**Materials provided**

//! # Handles
//!
//! A handle is the public identifier of a page. User input is normalized to
//! lower case before validation; stored handles carry the `@` prefix and must
//! already be lower case.

use regex::Regex;
use serde::{Deserialize, Serialize};
use std::fmt;
use std::sync::LazyLock;
use thiserror::Error;

pub const HANDLE_PREFIX: char = '@';
pub const MIN_HANDLE_LEN: usize = 3;
pub const MAX_HANDLE_LEN: usize = 30;

/// Words that cannot be claimed because they collide with app routes
pub const RESERVED_HANDLES: &[&str] = &[
    "admin", "api", "app", "auth", "dashboard", "edit", "help", "login", "logout", "new",
    "profile", "settings", "signup", "static", "support", "www",
];

static HANDLE_PATTERN: LazyLock<Regex> = LazyLock::new(|| {
    Regex::new(&format!(r"^[a-z0-9_]{{{MIN_HANDLE_LEN},{MAX_HANDLE_LEN}}}$"))
        .expect("handle pattern is valid")
});

const SEPARATORS: &[char] = &['/', '\\', '.', ':', '?', '#'];

#[derive(Error, Debug, Clone, Copy, PartialEq, Eq, Hash, Serialize, Deserialize)]
#[serde(rename_all = "SCREAMING_SNAKE_CASE")]
pub enum HandleRejection {
    #[error("handles are 3-30 characters of letters, digits or underscores")]
    InvalidFormat,

    #[error("this handle is reserved")]
    Reserved,

    #[error("handles cannot contain separators")]
    ContainsSeparator,

    #[error("stored handles must be lower case")]
    WrongCase,
}

/// Normalized, validated page handle (without prefix)
#[derive(Debug, Clone, PartialEq, Eq, Hash, PartialOrd, Ord, Serialize, Deserialize)]
#[serde(try_from = "String", into = "String")]
pub struct Handle(String);

impl Handle {
    /// Normalize and validate raw user input
    ///
    /// A leading `@` is accepted and stripped. Input is lower-cased before
    /// the format check, so `"ABC"` becomes `"abc"`.
    pub fn parse(raw: &str) -> Result<Self, HandleRejection> {
        let trimmed = raw.trim();
        let body = trimmed.strip_prefix(HANDLE_PREFIX).unwrap_or(trimmed);

        if body.contains(SEPARATORS) || body.chars().any(char::is_whitespace) {
            return Err(HandleRejection::ContainsSeparator);
        }

        let normalized = body.to_lowercase();
        if !HANDLE_PATTERN.is_match(&normalized) {
            return Err(HandleRejection::InvalidFormat);
        }

        if RESERVED_HANDLES.contains(&normalized.as_str()) {
            return Err(HandleRejection::Reserved);
        }

        Ok(Self(normalized))
    }

    /// Parse a handle as stored (`@name`), which must already be normalized
    pub fn from_canonical(stored: &str) -> Result<Self, HandleRejection> {
        let body = stored
            .strip_prefix(HANDLE_PREFIX)
            .ok_or(HandleRejection::InvalidFormat)?;

        if body.chars().any(char::is_uppercase) {
            return Err(HandleRejection::WrongCase);
        }

        Self::parse(body)
    }

    pub fn as_str(&self) -> &str {
        &self.0
    }

    /// Stored form with the prefix
    pub fn canonical(&self) -> String {
        format!("{HANDLE_PREFIX}{}", self.0)
    }
}

impl fmt::Display for Handle {
    fn fmt(&self, f: &mut fmt::Formatter<'_>) -> fmt::Result {
        f.write_str(&self.0)
    }
}

impl TryFrom<String> for Handle {
    type Error = HandleRejection;

    fn try_from(value: String) -> Result<Self, Self::Error> {
        Handle::parse(&value)
    }
}

impl From<Handle> for String {
    fn from(handle: Handle) -> Self {
        handle.0
    }
}

/// Serde adapter that stores a handle in its prefixed form
pub mod canonical {
    use super::Handle;
    use serde::{de::Error, Deserialize, Deserializer, Serializer};

    pub fn serialize<S: Serializer>(handle: &Handle, serializer: S) -> Result<S::Ok, S::Error> {
        serializer.serialize_str(&handle.canonical())
    }

    pub fn deserialize<'de, D: Deserializer<'de>>(deserializer: D) -> Result<Handle, D::Error> {
        let stored = String::deserialize(deserializer)?;
        Handle::from_canonical(&stored).map_err(D::Error::custom)
    }
}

**Task brief**
Give the number of lines in the entries above that include the string "ContainsSeparator". No other output is expected.

**Output for this task**
2